Ночью в Доме крестьянина он вышел из комнаты, как бы по нужде – без брюк и пиджака, огляделся в коридорчике и с хрустом, мгновенно, вывернул висячий замок с двери камеры хранения. Здесь же, в камере, он переоделся – хороший теплый свитер и два костюма – один на другой, потом полупальто с воротником из барашка и шапка-ушанка. Тут же в бауле были и паспорта каких-то геологов, и деньги, и справки, и командировочные удостоверения.

Все в доме спали, натрудившись за день, спали крепко, надежно. О «шалостях», подобных жмакинской, тут не слыхивали, замок на камере хранения висел только для обряда, чемоданы и вещевые мешки сдавали на хранение тоже для обряда, «как везде». И потому, что Жмакин крал почти без риска, наверняка, – ему самому было и стыдно и весело одновременно.

Он мог взять еще что-нибудь – сапоги, бурки, унты, всего тут было достаточно, в избытке, но он не взял ничего, сунул кольцо от замка, где ему надлежало быть, потом привернул фитиль в лампе, что горела в коридоре, и отворил кухонную дверь.
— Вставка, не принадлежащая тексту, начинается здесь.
//! WebSocket upgrade + message loop. One connection owns one `QuizSession`.
//!
//! The loop waits on two sources at once: client frames and the session's
//! quickfire countdown, so an expiring timer grades the attempt without any
//! client input. Dropping the connection drops the session and its timer.

use std::{sync::Arc, time::Duration};
use axum::{
  extract::{
    ws::{Message, WebSocket},
    State, WebSocketUpgrade,
  },
  response::IntoResponse,
};
use tracing::{debug, error, info, instrument, warn};

use crate::grading::GradeReport;
use crate::logic::{quickfire_for, quiz_for};
use crate::protocol::{quiz_request, set_to_out, ClientWsMessage, ServerWsMessage};
use crate::session::{QuizMode, QuizSession, TickOutcome};
use crate::state::AppState;
use crate::timer::format_clock;

const TICK_PERIOD: Duration = Duration::from_secs(1);

#[instrument(level = "info", skip(ws, state))]
pub async fn ws_upgrade(ws: WebSocketUpgrade, State(state): State<Arc<AppState>>) -> impl IntoResponse {
  info!(target: "studytutor_backend", "WebSocket upgrade requested");
  ws.on_upgrade(move |socket| handle_ws(socket, state))
}

/// Text frames in, server messages out. Implemented by the real socket and
/// by in-memory channels in tests.
trait Frames {
  /// Next client text frame; `None` once the peer is gone.
  async fn next_text(&mut self) -> Option<String>;
  async fn send_msg(&mut self, msg: &ServerWsMessage) -> Result<(), String>;
}

impl Frames for WebSocket {
  async fn next_text(&mut self) -> Option<String> {
    loop {
      match self.recv().await {
        Some(Ok(Message::Text(txt))) => return Some(txt),
        Some(Ok(Message::Ping(payload))) => { let _ = self.send(Message::Pong(payload)).await; }
        Some(Ok(Message::Close(_))) | None => return None,
        Some(Err(e)) => {
          warn!(target: "studytutor_backend", error = %e, "WS receive error");
          return None;
        }
        Some(Ok(_)) => {}
      }
    }
  }

  async fn send_msg(&mut self, msg: &ServerWsMessage) -> Result<(), String> {
    let out = serde_json::to_string(msg).unwrap_or_else(|e| {
      serde_json::json!({ "type": "error", "message": format!("Serialization error: {}", e) }).to_string()
    });
    self.send(Message::Text(out)).await.map_err(|e| e.to_string())
  }
}

#[instrument(level = "info", skip(socket, state))]
async fn handle_ws(mut socket: WebSocket, state: Arc<AppState>) {
  info!(target: "studytutor_backend", "WebSocket connected");
  let mut session = QuizSession::new();

  drive(&mut socket, &state, &mut session).await;

  if let Some(report) = session.report() {
    info!(target: "quiz", session = %session.id(), score = %report.fraction(), "Closing session with a graded attempt");
  }
  session.new_quiz();
  info!(target: "studytutor_backend", "WebSocket disconnected");
}

/// Serve one connection until the peer leaves or a send fails. Client frames
/// and countdown ticks are handled in arrival order.
async fn drive<F: Frames>(conn: &mut F, state: &AppState, session: &mut QuizSession) {
  'conn: loop {
    tokio::select! {
      incoming = conn.next_text() => {
        let Some(txt) = incoming else { break 'conn };
        let replies = match serde_json::from_str::<ClientWsMessage>(&txt) {
          Ok(incoming) => {
            debug!(target: "studytutor_backend", "WS received: {:?}", &incoming);
            handle_client_ws(incoming, state, session).await
          }
          Err(e) => vec![ServerWsMessage::Error { message: format!("Invalid JSON: {}", e) }],
        };
        for reply in &replies {
          if let Err(e) = conn.send_msg(reply).await {
            error!(target: "studytutor_backend", error = %e, "WS send error");
            break 'conn;
          }
        }
      }
      Some(()) = session.next_tick() => {
        let reply = match session.tick() {
          TickOutcome::Running { remaining, warning } => {
            ServerWsMessage::Tick { remaining, clock: format_clock(remaining), warning }
          }
          TickOutcome::Expired(report) => graded(report, true),
          TickOutcome::Inactive => continue 'conn,
        };
        if let Err(e) = conn.send_msg(&reply).await {
          error!(target: "studytutor_backend", error = %e, "WS send error");
          break 'conn;
        }
      }
    }
  }
}

fn graded(report: GradeReport, timed_out: bool) -> ServerWsMessage {
  let summary = report.summary_text();
  ServerWsMessage::Graded { report, summary, timed_out }
}

/// Hand the loaded quiz to the client and open it for answers. Quickfire
/// quizzes start their countdown here.
fn present(session: &mut QuizSession) -> ServerWsMessage {
  let mode = session.mode();
  let msg = ServerWsMessage::Quiz {
    session_id: session.id().to_string(),
    mode,
    time_limit: session.remaining(),
    questions: session.questions().map(set_to_out).unwrap_or_default(),
  };
  if session.begin_collecting().is_ok() {
    session.arm_countdown(TICK_PERIOD);
  }
  msg
}

fn session_error(e: impl std::fmt::Display) -> Vec<ServerWsMessage> {
  vec![ServerWsMessage::Error { message: e.to_string() }]
}

#[instrument(level = "info", skip_all)]
async fn handle_client_ws(msg: ClientWsMessage, state: &AppState, session: &mut QuizSession) -> Vec<ServerWsMessage> {
  match msg {
    ClientWsMessage::Ping => vec![ServerWsMessage::Pong],

    ClientWsMessage::GenerateQuiz { content, count, difficulty, types } => {
      session.new_quiz();
      let req = quiz_request(content, count, difficulty, types);
      match quiz_for(state, &req).await {
        Ok(set) => {
          session.load(set, QuizMode::Standard);
          vec![present(session)]
        }
        Err(e) => {
          warn!(target: "quiz", error = %e, stage = e.stage(), "WS quiz generation failed");
          session_error(e.user_message())
        }
      }
    }

    ClientWsMessage::StartQuickfire { content } => {
      session.new_quiz();
      match quickfire_for(state, content).await {
        Ok(set) => {
          let mode = QuizMode::Quickfire {
            seconds: state.limits.quickfire_seconds,
            warning_at: state.limits.quickfire_warning_seconds,
          };
          session.load(set, mode);
          vec![present(session)]
        }
        Err(e) => {
          warn!(target: "quiz", error = %e, stage = e.stage(), "WS quickfire generation failed");
          session_error(e.user_message())
        }
      }
    }

    ClientWsMessage::Answer { index, value } => match session.apply_answer(index, value) {
      Ok(attempt) => vec![ServerWsMessage::AnswerAck {
        index,
        complete: attempt.is_complete(),
        unanswered: attempt.unanswered(),
      }],
      Err(e) => session_error(e),
    },

    ClientWsMessage::Submit => match session.submit() {
      Ok(report) => {
        info!(target: "quiz", session = %session.id(), correct = report.correct, total = report.total, "WS attempt submitted");
        vec![graded(report, false)]
      }
      Err(e) => session_error(e),
    },

    ClientWsMessage::Retry => match session.retry() {
      Ok(()) => vec![present(session)],
      Err(e) => session_error(e),
    },

    ClientWsMessage::NewQuiz => {
      session.new_quiz();
      vec![ServerWsMessage::Reset]
    }
  }
}

#[cfg(test)]
mod tests {
  use super::*;
  use crate::config::{Limits, Prompts};
  use crate::domain::{AnswerKey, Question, QuestionSet, QuestionType};
  use crate::grading::Answer;
  use crate::session::Phase;
  use tokio::sync::mpsc;

  /// In-memory connection: frames queued up front, replies collected.
  struct Channel {
    inbound: mpsc::UnboundedReceiver<String>,
    outbound: Vec<ServerWsMessage>,
  }

  impl Frames for Channel {
    async fn next_text(&mut self) -> Option<String> {
      self.inbound.recv().await
    }

    async fn send_msg(&mut self, msg: &ServerWsMessage) -> Result<(), String> {
      self.outbound.push(msg.clone());
      Ok(())
    }
  }

  fn state() -> AppState {
    AppState::with_parts(None, Prompts::default(), Limits::default())
  }

  fn loaded_session() -> QuizSession {
    let set = QuestionSet::new(vec![Question {
      kind: QuestionType::Fillblank,
      text: "Powerhouse of the cell?".into(),
      key: AnswerKey::Text { correct_answer: "mitochondria".into() },
      hint: "h".into(),
      explanation: "It produces ATP.".into(),
    }])
    .unwrap();
    let mut s = QuizSession::new();
    s.load(set, QuizMode::Standard);
    s
  }

  #[tokio::test]
  async fn generation_failure_reports_stage_and_stays_idle() {
    let st = state();
    let mut s = loaded_session();
    let msg = ClientWsMessage::GenerateQuiz { content: "cells".into(), count: None, difficulty: None, types: None };
    let out = handle_client_ws(msg, &st, &mut s).await;
    match &out[..] {
      [ServerWsMessage::Error { message }] => assert_eq!(message, "Quiz generation failed: API key not configured"),
      other => panic!("unexpected {other:?}"),
    }
    assert_eq!(s.phase(), Phase::Idle);
  }

  #[tokio::test]
  async fn negative_count_fails_at_request_stage() {
    let st = state();
    let mut s = loaded_session();
    let msg: ClientWsMessage = serde_json::from_str(r#"{"type":"generate_quiz","content":"cells","count":-3}"#).unwrap();
    let out = handle_client_ws(msg, &st, &mut s).await;
    match &out[..] {
      [ServerWsMessage::Error { message }] => {
        assert_eq!(message, "Quiz request failed: invalid request: question count must be at least 1")
      }
      other => panic!("unexpected {other:?}"),
    }
    assert_eq!(s.phase(), Phase::Idle);
  }

  #[tokio::test]
  async fn answer_submit_retry_round() {
    let st = state();
    let mut s = loaded_session();
    assert!(matches!(present(&mut s), ServerWsMessage::Quiz { time_limit: None, ref questions, .. } if questions.len() == 1));
    assert_eq!(s.phase(), Phase::Collecting);

    let out = handle_client_ws(ClientWsMessage::Answer { index: 0, value: Answer::Text("Mitochondria!".into()) }, &st, &mut s).await;
    assert!(matches!(out[..], [ServerWsMessage::AnswerAck { index: 0, complete: true, unanswered: 0 }]));

    let out = handle_client_ws(ClientWsMessage::Submit, &st, &mut s).await;
    match &out[..] {
      [ServerWsMessage::Graded { report, timed_out: false, summary }] => {
        assert_eq!(report.correct, 1);
        assert!(summary.starts_with("Score: 1/1 (100%)"));
      }
      other => panic!("unexpected {other:?}"),
    }

    let out = handle_client_ws(ClientWsMessage::Submit, &st, &mut s).await;
    assert!(matches!(out[..], [ServerWsMessage::Error { .. }]));

    let out = handle_client_ws(ClientWsMessage::Retry, &st, &mut s).await;
    assert!(matches!(out[..], [ServerWsMessage::Quiz { .. }]));
    assert_eq!(s.attempt().unanswered(), 1);

    let out = handle_client_ws(ClientWsMessage::NewQuiz, &st, &mut s).await;
    assert!(matches!(out[..], [ServerWsMessage::Reset]));
    assert_eq!(s.phase(), Phase::Idle);
  }

  #[tokio::test(start_paused = true)]
  async fn countdown_expiry_reaches_the_client_as_timed_out_grade() {
    let st = state();
    let mut s = QuizSession::new();
    s.load(loaded_session().questions().cloned().unwrap(), QuizMode::Quickfire { seconds: 60, warning_at: 10 });
    assert!(matches!(present(&mut s), ServerWsMessage::Quiz { time_limit: Some(60), .. }));

    let (tx, inbound) = mpsc::unbounded_channel();
    tx.send(r#"{"type":"answer","index":0,"value":"mitochondria"}"#.to_string()).unwrap();
    let mut conn = Channel { inbound, outbound: Vec::new() };

    // The sender stays alive, so only the timeout ends the loop.
    let ended = tokio::time::timeout(Duration::from_secs(90), drive(&mut conn, &st, &mut s)).await;
    assert!(ended.is_err());
    drop(tx);

    let out = &conn.outbound;
    assert!(matches!(out[0], ServerWsMessage::AnswerAck { index: 0, complete: true, .. }));
    let ticks: Vec<u32> = out
      .iter()
      .filter_map(|m| match m {
        ServerWsMessage::Tick { remaining, .. } => Some(*remaining),
        _ => None,
      })
      .collect();
    assert_eq!(ticks, (1..=59).rev().collect::<Vec<_>>());
    assert!(matches!(out[50], ServerWsMessage::Tick { remaining: 10, warning: true, .. }));

    let graded: Vec<_> = out.iter().filter(|m| matches!(m, ServerWsMessage::Graded { .. })).collect();
    assert_eq!(graded.len(), 1);
    match graded[0] {
      ServerWsMessage::Graded { report, timed_out, summary } => {
        assert!(*timed_out);
        assert_eq!(report.correct, 1);
        assert_eq!(report.elapsed_secs, Some(60));
        assert!(summary.contains("Time: 60s"));
      }
      other => panic!("unexpected {other:?}"),
    }
    assert!(matches!(out.last(), Some(ServerWsMessage::Graded { .. })));
    assert_eq!(s.phase(), Phase::Graded);
  }
}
Жирная стряпуха спала на лавке, сладко храпела и причмокивала. В большой дежке у печи дышало тесто, наверное для пирогов. Была поздняя ночь – ходики показывали два-третий. Стряпуха вдруг села на лавке, обознавшись спросила:

– Уезжаете, Борис Федорович?

– Нет, – солидно ответил он, – не уезжаю. Депешу надумал срочно отправить, схожу на станцию…
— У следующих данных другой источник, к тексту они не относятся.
//! Loading tutor configuration (prompts + limits) from TOML.
//!
//! See `TutorConfig`, `Prompts` and `Limits` for the expected schema. Every key
//! is optional; anything missing falls back to the defaults below.

use serde::Deserialize;
use tracing::{error, info};

#[derive(Clone, Debug, Deserialize, Default)]
pub struct TutorConfig {
  #[serde(default)]
  pub prompts: Prompts,
  #[serde(default)]
  pub limits: Limits,
}

/// Prompt templates sent to the model. `{placeholder}`s are filled by `util::fill_template`.
#[derive(Clone, Debug, Deserialize)]
#[serde(default)]
pub struct Prompts {
  /// Placeholders: {count}, {difficulty}, {distribution}, {content}
  pub quiz_template: String,
  /// Placeholders: {length}, {format}, {content}
  pub summary_template: String,
}

impl Default for Prompts {
  fn default() -> Self {
    Self {
      quiz_template: r#"Create {count} quiz questions ({difficulty}) from this content.

Question type distribution:
{distribution}

Return ONLY this JSON format with NO extra text:
[
  {
    "type": "mcq" | "fillblank" | "truefalse",
    "question": "Question text?",
    "options": ["A", "B", "C", "D"] (for mcq/truefalse only),
    "correctIndex": 0 (for mcq/truefalse),
    "correctAnswer": "answer text" (for fillblank only),
    "hint": "Brief hint",
    "explanation": "Why this is correct"
  }
]

For TRUE/FALSE questions: options should be ["True", "False"]
For FILL IN THE BLANK: omit "options" and "correctIndex", provide "correctAnswer" instead

Content:
{content}"#
        .into(),
      summary_template: "Summarize this text in {length} or less. {format} Use simple, clear language suitable for students:\n\n{content}\n\nProvide ONLY the summary, no preamble or extra text.".into(),
    }
  }
}

#[derive(Clone, Debug, Deserialize)]
#[serde(default)]
pub struct Limits {
  /// Study content beyond this many characters is cut before prompting.
  pub max_content_chars: usize,
  pub max_question_count: usize,
  pub quickfire_count: usize,
  pub quickfire_seconds: u32,
  pub quickfire_warning_seconds: u32,
  pub rate_limit_window_secs: u64,
  pub rate_limit_max_requests: u32,
  pub request_timeout_secs: u64,
}

impl Default for Limits {
  fn default() -> Self {
    Self {
      max_content_chars: 2500,
      max_question_count: 50,
      quickfire_count: 5,
      quickfire_seconds: 60,
      quickfire_warning_seconds: 10,
      rate_limit_window_secs: 60,
      rate_limit_max_requests: 15,
      request_timeout_secs: 60,
    }
  }
}

/// Attempt to load `TutorConfig` from TUTOR_CONFIG_PATH. On any parsing/IO error, returns None.
pub fn load_tutor_config_from_env() -> Option<TutorConfig> {
  let path = std::env::var("TUTOR_CONFIG_PATH").ok()?;
  match std::fs::read_to_string(&path) {
    Ok(s) => match toml::from_str::<TutorConfig>(&s) {
      Ok(cfg) => {
        info!(target: "studytutor_backend", %path, "Loaded tutor config (TOML)");
        Some(cfg)
      }
      Err(e) => {
        error!(target: "studytutor_backend", %path, error = %e, "Failed to parse TOML config");
        None
      }
    },
    Err(e) => {
      error!(target: "studytutor_backend", %path, error = %e, "Failed to read TOML config file");
      None
    }
  }
}
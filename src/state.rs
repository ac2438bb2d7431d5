//! Application state: prompts, limits, the optional model client and the rate limiter.
//!
//! Nothing quiz-specific lives here. Each websocket connection owns its own
//! `QuizSession`; the shared state is read-only apart from the limiter.

use std::time::Duration;

use tracing::{info, instrument, warn};

use crate::config::{load_tutor_config_from_env, Limits, Prompts};
use crate::openrouter::OpenRouter;
use crate::ratelimit::RateLimiter;

pub struct AppState {
    pub llm: Option<OpenRouter>,
    pub prompts: Prompts,
    pub limits: Limits,
    pub limiter: RateLimiter,
}

impl AppState {
    /// Build state from env: load config, init the model client.
    #[instrument(level = "info", skip_all)]
    pub fn new() -> Self {
        let cfg = load_tutor_config_from_env().unwrap_or_default();
        let llm = OpenRouter::from_env(Duration::from_secs(cfg.limits.request_timeout_secs));
        if let Some(client) = &llm {
            info!(target: "studytutor_backend", base_url = %client.base_url, model = %client.model, "Model provider enabled.");
        } else {
            warn!(target: "studytutor_backend", "OPENROUTER_API_KEY not set; quiz and summary requests will fail until it is configured.");
        }
        Self::with_parts(llm, cfg.prompts, cfg.limits)
    }

    pub fn with_parts(llm: Option<OpenRouter>, prompts: Prompts, limits: Limits) -> Self {
        let limiter = RateLimiter::new(
            Duration::from_secs(limits.rate_limit_window_secs),
            limits.rate_limit_max_requests,
        );
        info!(
            target: "studytutor_backend",
            max_content_chars = limits.max_content_chars,
            max_question_count = limits.max_question_count,
            quickfire_count = limits.quickfire_count,
            quickfire_seconds = limits.quickfire_seconds,
            "Limits configured"
        );
        Self { llm, prompts, limits, limiter }
    }

    pub fn model_name(&self) -> Option<&str> {
        self.llm.as_ref().map(|c| c.model.as_str())
    }
}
Улыбочка была на его лице, и душу угнетало ощущение грязного дела, но он тряхнул плечом и пошел к двери. Стряпуха оттянула засов, скинула крючки. Жмакин рванул – дверь примерзла, рванул еще, и пурга сразу ударила в разгоряченное лицо. Собака бросилась ему под ноги, вокруг все шуршало, и было слышно сухое похрустывание. Собака ластилась к нему и прыгала, повизгивая. Он не торопясь пошел по дороге, разыскивая глазами хоть одно светлое окно. Пурга выла в проводах, и чем дальше он шел, тем легче и свободнее ему становилось на сердце. Потихонечку он запел:

Что ты смотришь на меня в упор —
Я твоих не испугаюсь глаз.
Так прекратим же этот разговор,
Мы его ведем не в первый раз…

Пел он, чтобы подбодрить себя, чтобы не было так подло на сердце. Его не могли хватиться в Доме крестьянина этой слепой, воющей ночью: и геологи, и инспектор, и фельдшер, и инструктор райкома спали, уверенные друг в друге, и никогда они не поймут, кто мог обокрасть их – работников Заполярья, уставших, намучившихся, продрогших командировочных.
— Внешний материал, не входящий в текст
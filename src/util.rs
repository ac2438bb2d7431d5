//! Small utility helpers used across modules.

use lazy_static::lazy_static;
use regex::Regex;

/// Very small and safe string templating.
/// Replaces occurrences of `{key}` in the template with provided values.
/// This is intentionally simple (no nested/conditional logic).
pub fn fill_template(tpl: &str, pairs: &[(&str, &str)]) -> String {
  let mut out = tpl.to_string();
  for (k, v) in pairs {
    let needle = format!("{{{}}}", k);
    out = out.replace(&needle, v);
  }
  out
}

/// Cut `s` to at most `max_chars` characters, appending "..." when cut.
pub fn truncate_chars(s: &str, max_chars: usize) -> String {
  match s.char_indices().nth(max_chars) {
    Some((byte_idx, _)) => format!("{}...", &s[..byte_idx]),
    None => s.to_string(),
  }
}

lazy_static! {
  static ref PREAMBLE_RE: Regex =
    Regex::new(r"(?i)^(Here's|Here is|This is|The following is)\s+(a\s+)?(summary|text|content)[^:]*:\s*")
      .expect("valid preamble regex");
  static ref SUMMARY_LABEL_RE: Regex = Regex::new(r"(?i)^Summary:\s*").expect("valid summary label regex");
}

/// Drop chatty lead-ins such as "Here's a summary of the text:" or
/// "Summary:" that models put in front of the actual summary.
pub fn strip_summary_preamble(raw: &str) -> String {
  let s = PREAMBLE_RE.replace(raw.trim(), "");
  let s = SUMMARY_LABEL_RE.replace(&s, "");
  s.trim().to_string()
}

/// Log-safe truncation for large strings.
/// Avoids spamming logs with huge model replies.
pub fn trunc_for_log(s: &str, max: usize) -> String {
  if s.len() <= max {
    return s.to_string();
  }
  let mut cut = max;
  while !s.is_char_boundary(cut) {
    cut -= 1;
  }
  format!("{}… ({} bytes total)", &s[..cut], s.len())
}

#[cfg(test)]
mod tests {
  use super::*;

  #[test]
  fn fills_placeholders() {
    assert_eq!(fill_template("{a} and {b} and {a}", &[("a", "x"), ("b", "y")]), "x and y and x");
  }

  #[test]
  fn truncates_on_char_boundary() {
    assert_eq!(truncate_chars("héllo wörld", 5), "héllo...");
    assert_eq!(truncate_chars("short", 5), "short");
    assert_eq!(truncate_chars("", 3), "");
  }

  #[test]
  fn strips_preambles() {
    assert_eq!(strip_summary_preamble("Here's a summary of the article:\nCells divide."), "Cells divide.");
    assert_eq!(strip_summary_preamble("This is content condensed for you: Cells divide."), "Cells divide.");
    assert_eq!(strip_summary_preamble("Here is the text: Cells divide."), "Here is the text: Cells divide.");
    assert_eq!(strip_summary_preamble("THE FOLLOWING IS A SUMMARY: x"), "x");
    assert_eq!(strip_summary_preamble("summary: Cells divide."), "Cells divide.");
    assert_eq!(strip_summary_preamble("Here's why: cells divide."), "Here's why: cells divide.");
    assert_eq!(strip_summary_preamble("  Mitosis has four phases.  "), "Mitosis has four phases.");
    assert_eq!(strip_summary_preamble("Here is a\tsummary of the notes: Cells divide."), "Cells divide.");
    assert_eq!(strip_summary_preamble("Here's a\nsummary:\nCells divide."), "Cells divide.");
  }

  #[test]
  fn log_truncation_respects_utf8() {
    let out = trunc_for_log("ééééé", 3);
    assert!(out.starts_with('é'));
    assert!(out.ends_with("(10 bytes total)"));
  }
}
//! Scoring of a finished attempt.
//!
//! Grading never fails: unanswered or mistyped answers simply score as wrong.
//! Fill-in-the-blank answers use the tolerant "fuzzy" rule: case-insensitive,
//! trimmed, equal or either side containing the other. Empty submissions are
//! always wrong, otherwise they would be "contained" in every reference.

use serde::{Deserialize, Serialize};

use crate::domain::{AnswerKey, Question, QuestionSet};

/// The user's current answer to one question.
#[derive(Clone, Debug, Default, PartialEq, Eq, Serialize, Deserialize)]
#[serde(untagged)]
pub enum Answer {
  #[default]
  Unanswered,
  Choice(usize),
  Text(String),
}

impl Answer {
  pub fn is_answered(&self) -> bool {
    !matches!(self, Answer::Unanswered)
  }
}

/// Per-session answer sheet: one slot per question, all unanswered at creation.
#[derive(Clone, Debug, PartialEq, Eq)]
pub struct Attempt(Vec<Answer>);

impl Attempt {
  pub fn new(len: usize) -> Self {
    Self(vec![Answer::Unanswered; len])
  }

  pub fn len(&self) -> usize { self.0.len() }

  pub fn get(&self, index: usize) -> &Answer {
    self.0.get(index).unwrap_or(&Answer::Unanswered)
  }

  /// Replace the answer at `index`; text answers are stored trimmed and an
  /// empty string clears the slot.
  pub fn set(&mut self, index: usize, answer: Answer) -> bool {
    let Some(slot) = self.0.get_mut(index) else { return false };
    *slot = match answer {
      Answer::Text(s) if s.trim().is_empty() => Answer::Unanswered,
      Answer::Text(s) => Answer::Text(s.trim().to_string()),
      other => other,
    };
    true
  }

  pub fn unanswered(&self) -> usize {
    self.0.iter().filter(|a| !a.is_answered()).count()
  }

  pub fn is_complete(&self) -> bool { self.unanswered() == 0 }
}

#[derive(Clone, Debug, PartialEq, Serialize)]
#[serde(rename_all = "camelCase")]
pub struct QuestionVerdict {
  pub index: usize,
  pub correct: bool,
  pub submitted: Answer,
  pub expected: String,
  pub explanation: String,
}

/// Read-only result of grading one attempt.
#[derive(Clone, Debug, PartialEq, Serialize)]
#[serde(rename_all = "camelCase")]
pub struct GradeReport {
  pub correct: usize,
  pub total: usize,
  /// `correct / total` in `0.0..=1.0`.
  pub score: f32,
  pub percent: u32,
  pub verdicts: Vec<QuestionVerdict>,
  #[serde(skip_serializing_if = "Option::is_none")]
  pub elapsed_secs: Option<u32>,
}

impl GradeReport {
  pub fn fraction(&self) -> String {
    format!("{}/{}", self.correct, self.total)
  }

  /// Thresholds compare exact counts, not the rounded `percent`.
  pub fn verdict(&self) -> &'static str {
    let scaled = self.correct * 100;
    if self.total > 0 && scaled >= 80 * self.total {
      "Excellent!"
    } else if self.total > 0 && scaled >= 60 * self.total {
      "Good job!"
    } else {
      "Keep practicing!"
    }
  }

  /// Plain-text summary for clipboard/export consumers.
  pub fn summary_text(&self) -> String {
    let mut out = format!("Score: {} ({}%)\n", self.fraction(), self.percent);
    if let Some(secs) = self.elapsed_secs {
      out.push_str(&format!("Time: {secs}s\n"));
    }
    out.push_str(self.verdict());
    out
  }
}

/// Case-insensitive, trimmed, bidirectional containment.
pub fn fuzzy_match(reference: &str, submission: &str) -> bool {
  let reference = reference.trim().to_lowercase();
  let submission = submission.trim().to_lowercase();
  if submission.is_empty() {
    return false;
  }
  reference == submission || reference.contains(&submission) || submission.contains(&reference)
}

pub fn is_correct(question: &Question, answer: &Answer) -> bool {
  match (&question.key, answer) {
    (AnswerKey::Choice { correct_index, .. }, Answer::Choice(picked)) => picked == correct_index,
    (AnswerKey::Text { correct_answer }, Answer::Text(typed)) => fuzzy_match(correct_answer, typed),
    _ => false,
  }
}

pub fn grade(questions: &QuestionSet, attempt: &Attempt, elapsed_secs: Option<u32>) -> GradeReport {
  let verdicts = questions
    .iter()
    .enumerate()
    .map(|(index, q)| {
      let submitted = attempt.get(index).clone();
      QuestionVerdict {
        index,
        correct: is_correct(q, &submitted),
        submitted,
        expected: q.expected_display(),
        explanation: q.explanation.clone(),
      }
    })
    .collect::<Vec<_>>();

  let total = questions.len();
  let correct = verdicts.iter().filter(|v| v.correct).count();
  let score = if total == 0 { 0.0 } else { correct as f32 / total as f32 };
  GradeReport {
    correct,
    total,
    score,
    percent: (score * 100.0).round() as u32,
    verdicts,
    elapsed_secs,
  }
}
//! Splits a requested question count across the requested question types.
//!
//! Every type gets `n / k`; the `n % k` leftover questions go one each to the
//! first types in request order. The result is deterministic for a given input.

use tracing::debug;

use crate::domain::QuestionType;
use crate::errors::QuizError;

/// Per-type counts in request order. Counts always sum to the requested total.
#[derive(Clone, Debug, PartialEq, Eq)]
pub struct Distribution(Vec<(QuestionType, usize)>);

impl Distribution {
  pub fn entries(&self) -> &[(QuestionType, usize)] { &self.0 }

  #[cfg(test)]
  pub fn count_for(&self, t: QuestionType) -> usize {
    self.0.iter().find(|(k, _)| *k == t).map(|(_, n)| *n).unwrap_or(0)
  }

  pub fn total(&self) -> usize { self.0.iter().map(|(_, n)| n).sum() }
}

pub fn distribute(total: usize, types: &[QuestionType]) -> Result<Distribution, QuizError> {
  if total < 1 {
    return Err(QuizError::InvalidRequest("question count must be at least 1".into()));
  }
  if types.is_empty() {
    return Err(QuizError::InvalidRequest("no valid question types requested".into()));
  }
  for (i, t) in types.iter().enumerate() {
    if types[..i].contains(t) {
      return Err(QuizError::InvalidRequest(format!("question type '{t}' requested twice")));
    }
  }

  let k = types.len();
  let per_type = total / k;
  let remainder = total % k;
  let entries = types
    .iter()
    .enumerate()
    .map(|(idx, t)| (*t, per_type + usize::from(idx < remainder)))
    .collect::<Vec<_>>();

  debug!(target: "quiz", total, types = k, ?entries, "Computed type distribution");
  Ok(Distribution(entries))
}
Ну что же, брось, ну брось
Жалеть не стану.
Я таких, милок, достану.
Ты же, поздно или рано,
Все равно ко мне придешь…

Пурга била ему в лицо, когда прыгнул он на тормозную площадку длинного товарного состава, и никакого страха он не испытывал, когда врал главному кондуктору, что отстал от пассажирского, так же как никого и ничего он не боялся, когда на станции со странным названием Мырмыши Вторые купил билет и, постреливая зелеными веселыми глазами, почти полноправным, почти законным пассажиром ввалился в плацкартный спальный вагон номер три, место номер восемнадцать, верхнее.

Взобравшись на полку, всем своим существом ощущая свободу, вымытый, сытый, с папиросой в зубах, он рассказывал девушке, читавшей толстую книгу на соседней полке:

– Никогда чемоданов не вожу, не имею такой привычки, все на себе. Два костюма надел, видите, как капуста, зато руки свободны и не продует…

Девушка смеялась, показывая ровные, белые зубы, и пассажиры добродушно посмеивались. В вагоне было уютно и жарко, играли в шашки, в домино, пили чай, закусывали. Окна совсем замерзли, и весь день в вагоне стоял теплый полумрак, тайга не лезла сюда, здесь человек был сильнее ее, сильнее морозов, волков, свистящего ветра.